Now the site of the former wharf at the foot of Bathurst Street once again hosts city construction teams laying out the welcome mat to Irish Canadians; this time in happier circumstances. They are building a new footpath and entrance to Ireland Park, Toronto’s Irish Famine memorial. Jane Boyle, a visitor to the park says the project is timely.

“It was pretty hard to find (the park) for the first time, even though I thought I knew where it was,” she said.

Ireland’s president, Mary McAleese, opened the park in June 2007, before proper access was installed. The park is quite isolated, boxed into a plot of land right on Lake Ontario and hidden by the huge Canada Malting silos.
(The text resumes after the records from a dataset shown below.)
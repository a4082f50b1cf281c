//! Firmware fixture builders
//!
//! Produce well-formed MOF, UOF and SUOF blobs with correct checksums, for
//! tests and for driving the software accelerator from the CLI. Each
//! builder emits exactly the layout the parsers in [`crate::firmware`]
//! read, so fixtures can be corrupted byte by byte and then re-sealed with
//! [`reseal`] to get past the checksum.

use crate::firmware::checksum::crc16;
use crate::firmware::Container;
use bytes::Bytes;
use qat_chip::fwfmt::{mof, suof, uof, CHUNK_ID_LEN};
use qat_chip::ucode::PACKED_WORD_BYTES;

fn put_u16(out: &mut Vec<u8>, v: u16) {
    out.extend_from_slice(&v.to_le_bytes());
}

fn put_u32(out: &mut Vec<u8>, v: u32) {
    out.extend_from_slice(&v.to_le_bytes());
}

fn put_u64(out: &mut Vec<u8>, v: u64) {
    out.extend_from_slice(&v.to_le_bytes());
}

fn set_u32(out: &mut [u8], at: usize, v: u32) {
    out[at..at + 4].copy_from_slice(&v.to_le_bytes());
}

#[allow(clippy::cast_possible_truncation)]
fn len32(n: usize) -> u32 {
    n as u32
}

/// String table with a leading empty string at offset 0.
#[derive(Debug, Clone)]
struct Strings(Vec<u8>);

impl Strings {
    fn new() -> Self {
        Self(vec![0])
    }

    fn add(&mut self, s: &str) -> u32 {
        let off = len32(self.0.len());
        self.0.extend_from_slice(s.as_bytes());
        self.0.push(0);
        off
    }

    fn encode(&self) -> Vec<u8> {
        let mut out = Vec::with_capacity(4 + self.0.len());
        put_u32(&mut out, len32(self.0.len()));
        out.extend_from_slice(&self.0);
        out
    }
}

/// Recompute the checksum of a fixture after it was modified.
///
/// MOF and SUOF checksums cover the file from the version bytes; a UOF's
/// covers its `UOF_OBJS` chunk. Blobs with an unknown file id are left
/// alone.
pub fn reseal(blob: &mut [u8]) {
    match Container::identify(blob) {
        Ok(Container::Mof | Container::Suof) => {
            let crc = crc16(&blob[mof::CSUM_START..]);
            set_u32(blob, 4, u32::from(crc));
        }
        Ok(Container::Uof) => {
            let hdr = uof::FILE_HDR_LEN;
            let field = |b: &[u8], at: usize| {
                let mut raw = [0u8; 4];
                raw.copy_from_slice(&b[at..at + 4]);
                u32::from_le_bytes(raw) as usize
            };
            let off = field(blob, hdr + CHUNK_ID_LEN + 4);
            let size = field(blob, hdr + CHUNK_ID_LEN + 8);
            let end = (off + size).min(blob.len());
            let crc = crc16(&blob[off.min(end)..end]);
            set_u32(blob, hdr + CHUNK_ID_LEN, u32::from(crc));
        }
        Err(_) => {}
    }
}

// ── MOF ──────────────────────────────────────────────────────────────────────

/// MOF fixture.
#[derive(Debug, Clone, Default)]
pub struct MofBuilder {
    uofs: Vec<(String, Vec<u8>)>,
    suofs: Vec<(String, Vec<u8>)>,
}
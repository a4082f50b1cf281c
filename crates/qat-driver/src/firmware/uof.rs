//! UOF: unsigned engine object
//!
//! A UOF file wraps one object chunk (`UOF_OBJS`). Inside it, the object
//! header is followed by a chunk table naming the string table, memory
//! initializers, the variable memory segment and one chunk per image. All
//! offsets below the file level, including image tables and microword
//! blocks, are relative to the start of `UOF_OBJS`.

use super::checksum;
use super::reader::{checked_range, cstr_at, read_table, FromReader, Reader};
use crate::error::{QatError, Result};
use bytes::Bytes;
use qat_chip::fwfmt::{uof, CHUNK_ID_LEN};
use qat_chip::ucode::{unpack_word, PACKED_WORD_BYTES};
use tracing::debug;

// ── Records ──────────────────────────────────────────────────────────────────

/// One `(byte_offset, value)` pair of a memory initializer.
#[derive(Debug, Clone, Copy, PartialEq, Eq)]
pub struct MemValAttr {
    /// Byte offset from the initializer's base address
    pub byte_offset: u32,
    /// Value stored there
    pub value: u32,
}

impl FromReader for MemValAttr {
    const SIZE: usize = uof::MEM_VAL_ATTR_LEN;

    fn read(r: &mut Reader<'_>) -> Result<Self> {
        Ok(Self {
            byte_offset: r.u32()?,
            value: r.u32()?,
        })
    }
}

/// Memory initializer.
#[derive(Debug, Clone, PartialEq, Eq)]
pub struct InitMem {
    /// String-table offset of the symbol; for local memory the engine number
    pub sym_name: u32,
    /// Memory region (only [`uof::REGION_LMEM`] is loadable)
    pub region: u8,
    /// Global or local scope
    pub scope: u8,
    /// Base byte address
    pub addr: u32,
    /// Bytes covered
    pub num_bytes: u32,
    /// Values to store
    pub values: Vec<MemValAttr>,
}

impl InitMem {
    fn read(r: &mut Reader<'_>) -> Result<Self> {
        let sym_name = r.u32()?;
        let region = r.u8()?;
        let scope = r.u8()?;
        r.skip(2)?;
        let addr = r.u32()?;
        let num_bytes = r.u32()?;
        let num = r.u32()? as usize;
        if num.saturating_mul(MemValAttr::SIZE) > r.remaining() {
            return Err(QatError::malformed(format!(
                "UOF: init_mem with {num} values exceeds chunk"
            )));
        }
        let values = (0..num).map(|_| r.read()).collect::<Result<_>>()?;
        Ok(Self {
            sym_name,
            region,
            scope,
            addr,
            num_bytes,
            values,
        })
    }
}

/// Base, size and alignment of one memory region.
#[derive(Debug, Clone, Copy, Default, PartialEq, Eq)]
pub struct MemRegion {
    /// Base address
    pub base: u32,
    /// Size in bytes
    pub size: u32,
    /// Alignment
    pub align: u32,
}

/// Variable memory segment: external memory the object expects.
#[derive(Debug, Clone, Copy, Default, PartialEq, Eq)]
pub struct VarMemSeg {
    /// SRAM
    pub sram: MemRegion,
    /// SDRAM
    pub sdram: MemRegion,
    /// Second SDRAM channel
    pub sdram1: MemRegion,
    /// Scratch
    pub scratch: MemRegion,
}

impl VarMemSeg {
    /// Whether any region is requested.
    pub const fn is_empty(&self) -> bool {
        self.sram.size == 0 && self.sdram.size == 0 && self.sdram1.size == 0 && self.scratch.size == 0
    }
}

impl FromReader for VarMemSeg {
    const SIZE: usize = uof::VAR_MEM_SEG_LEN;

    fn read(r: &mut Reader<'_>) -> Result<Self> {
        let mut region = || -> Result<MemRegion> {
            Ok(MemRegion {
                base: r.u32()?,
                size: r.u32()?,
                align: r.u32()?,
            })
        };
        Ok(Self {
            sram: region()?,
            sdram: region()?,
            sdram1: region()?,
            scratch: region()?,
        })
    }
}

/// Register table entry.
#[derive(Debug, Clone, Copy, PartialEq, Eq)]
pub struct AeReg {
    /// String-table offset of the name
    pub name: u32,
    /// String-table offset of the visible name
    pub vis_name: u32,
    /// Register class number
    pub reg_type: u16,
    /// Register address
    pub addr: u16,
    /// Access mode
    pub access_mode: u16,
    /// Visible to debuggers
    pub visible: u8,
    /// Reference count
    pub ref_count: u16,
    /// Cross-object id
    pub xo_id: u32,
}
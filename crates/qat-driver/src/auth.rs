//! Signed (SUOF) load path through the firmware control unit
//!
//! Each signed image is copied into a DMA region laid out for the FCU:
//!
//! ```text
//! 0x000  auth chunk   descriptor (64) + chunk size + chunk bus address
//! 0x080  CSS header
//! 0x100  public key   modulus, zero padding, exponent
//! 0x300  signature
//! 0x400  payload      AE mode, init sequence, instructions (AE firmware)
//!                     or the opaque MMP image
//! ```
//!
//! The FCU is given the bus address of the chunk, authenticates the image,
//! and then loads it into each target engine on command. One start command
//! releases every loaded engine.

use crate::config::AccelConfig;
use crate::csr::{AeCsr, CsrBus};
use crate::dma::{DmaAllocator, DmaRegion};
use crate::error::{QatError, Result};
use crate::firmware::{SignedImage, Suof};
use qat_chip::fwfmt::suof;
use qat_chip::regs::{self, fcu_ctrl, fcu_status};
use std::time::Duration;
use tracing::{debug, error, info};

/// Offset of the CSS header in the DMA layout.
pub const CSS_OFFSET: usize = suof::AUTH_CHUNK_LEN;
/// Offset of the public key.
pub const PUB_OFFSET: usize = CSS_OFFSET + suof::CSS_HDR_LEN;
/// Offset of the signature.
pub const SIG_OFFSET: usize = PUB_OFFSET + suof::CSS_PUB_LEN;
/// Offset of the payload.
pub const IMG_OFFSET: usize = SIG_OFFSET + suof::CSS_SIGNATURE_LEN;

/// FCU authentication descriptor.
#[derive(Debug, Clone, Copy, Default, PartialEq, Eq)]
pub struct AuthDesc {
    /// Payload length
    pub img_len: u32,
    /// Engines the image may be loaded into
    pub ae_mask: u32,
    /// Bus address of the CSS header
    pub css_hdr: u64,
    /// Bus address of the payload
    pub img: u64,
    /// Bus address of the signature
    pub signature: u64,
    /// Bus address of the public key
    pub public_key: u64,
    /// Bus address of the AE-mode metadata (AE firmware only)
    pub ae_mode: u64,
    /// Bus address of the init sequence (AE firmware only)
    pub init_seq: u64,
    /// Bus address of the instructions
    pub insts: u64,
}

impl AuthDesc {
    /// Descriptor for `image` placed in a region at `base`.
    ///
    /// `target_ae_mask` limits the engines an AE image is loaded into; MMP
    /// images target no engine.
    pub fn new(image: &SignedImage, target_ae_mask: u32, base: u64) -> Self {
        let img = base + IMG_OFFSET as u64;
        let (ae_mask, ae_mode, init_seq, insts) = if image.is_ae_firmware() {
            let init = img + suof::AE_MODE_LEN as u64;
            (target_ae_mask, img, init, init + suof::INIT_SEQ_LEN as u64)
        } else {
            (0, 0, 0, img)
        };
        #[allow(clippy::cast_possible_truncation)]
        let img_len = image.payload().len() as u32;
        Self {
            img_len,
            ae_mask,
            css_hdr: base + CSS_OFFSET as u64,
            img,
            signature: base + SIG_OFFSET as u64,
            public_key: base + PUB_OFFSET as u64,
            ae_mode,
            init_seq,
            insts,
        }
    }

    #[allow(clippy::cast_possible_truncation)]
    fn encode(&self, out: &mut [u8]) {
        let words = [
            self.img_len,
            self.ae_mask,
            (self.css_hdr >> 32) as u32,
            self.css_hdr as u32,
            (self.img >> 32) as u32,
            self.img as u32,
            (self.signature >> 32) as u32,
            self.signature as u32,
            (self.public_key >> 32) as u32,
            self.public_key as u32,
            (self.ae_mode >> 32) as u32,
            self.ae_mode as u32,
            (self.init_seq >> 32) as u32,
            self.init_seq as u32,
            (self.insts >> 32) as u32,
            self.insts as u32,
        ];
        for (chunk, w) in out.chunks_exact_mut(4).zip(words) {
            chunk.copy_from_slice(&w.to_le_bytes());
        }
    }
}

/// A signed image staged in DMA memory.
///
/// The region is synced for the device once staged and handed back to the
/// CPU when dropped, after the FCU is done with it.
#[derive(Debug)]
pub struct AuthImage {
    region: Box<dyn DmaRegion>,
    desc: AuthDesc,
}

impl AuthImage {
    /// Copy `image` into a fresh DMA region in the FCU layout.
    ///
    /// # Errors
    ///
    /// Returns `Dma` if the region cannot be allocated.
    pub fn stage(image: &SignedImage, target_ae_mask: u32, alloc: &mut dyn DmaAllocator) -> Result<Self> {
        let size = IMG_OFFSET + image.payload().len();
        let mut region = alloc.alloc(size, suof::AUTH_DMA_ALIGN)?;
        let base = region.bus_addr();
        let desc = AuthDesc::new(image, target_ae_mask, base);

        let buf = region.as_mut_slice();
        desc.encode(&mut buf[..suof::AUTH_DESC_LEN]);
        buf[suof::AUTH_DESC_LEN..suof::AUTH_DESC_LEN + 8].copy_from_slice(&(size as u64).to_le_bytes());
        buf[suof::AUTH_DESC_LEN + 8..suof::AUTH_DESC_LEN + 16].copy_from_slice(&base.to_le_bytes());
        buf[CSS_OFFSET..PUB_OFFSET].copy_from_slice(image.css_header());
        let exp_at = PUB_OFFSET + suof::CSS_MODULUS_LEN + suof::CSS_KEY_PAD_LEN;
        buf[PUB_OFFSET..PUB_OFFSET + suof::CSS_MODULUS_LEN].copy_from_slice(image.modulus());
        buf[exp_at..exp_at + suof::CSS_EXPONENT_LEN].copy_from_slice(image.exponent());
        buf[SIG_OFFSET..IMG_OFFSET].copy_from_slice(image.signature());
        buf[IMG_OFFSET..].copy_from_slice(image.payload());
        region.sync_for_device();

        debug!("Staged {} byte signed image at {base:#x}, ae_mask {:#x}", size, desc.ae_mask);
        Ok(Self { region, desc })
    }

    /// Bus address handed to the FCU.
    pub fn bus_addr(&self) -> u64 {
        self.region.bus_addr()
    }

    /// Descriptor written at the front of the region.
    pub const fn desc(&self) -> &AuthDesc {
        &self.desc
    }

    /// Staged bytes.
    pub fn as_bytes(&self) -> &[u8] {
        self.region.as_slice()
    }
}

impl Drop for AuthImage {
    fn drop(&mut self) {
        self.region.sync_for_cpu();
    }
}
Robert Kearns chairs the Ireland Park Foundation, the group that raised the money for the park and looks after its upkeep.

“Because it’s on city property, we weren’t allowed to erect our own signs,” he said. “But this will make it a lot easier to find when it’s ready in a couple of weeks.”

A series of five sculptures in the park depictisthe arrival of immigrants and the range of emotions new arrivals experienced, from ‘The Jubilant Man’ to ‘The Orphan Boy.’

“The statues are haunting,” Boyle said. “It makes you think about the suffering and sacrifice of the people who made the trip.”

Kearns says Ireland Park is more than a memorial to the 1,100 immigrants who died in 1847.

“There were lots of interesting people who came to this city,” he said. “Only about three per cent of the immigrants died. The Ireland Park Foundation is interested in what the other 97 per cent did after they landed.”

With a population of only about 20,000 in 1847, Toronto could not handle the strain of so many immigrants alone. Instead, it became a crossroads for immigrants with plans to meet up with family in other parts of Ontario.

“It is impossible to say how much the citizens of Toronto are indebted to (the emigrant agent’s) untiring vigilance and activity in the prompt forwarding and judicious distribution of the emigrants,” the Toronto Mirror reported.

One of those judiciously distributed was Jospeh Carrothers. A few months after his arrival, he had good news to report home to Ireland from Brantford, Ont.

“As far as I have seen of this country it is very fine,” he wrote. “I am a wagon-maker learning to make wagons at $20 per month.”

Kearns hopes the new additions to the park and greater waterfront access will open the site up to a wider audience as more people stumble across it by chance.

“In our thinking, this is a memorial for all immigrants. If you look at the statues, there’s nothing distinguishing them,” he said. “It belongs to the people of this city – a city of immigrants in a nation of immigrants.”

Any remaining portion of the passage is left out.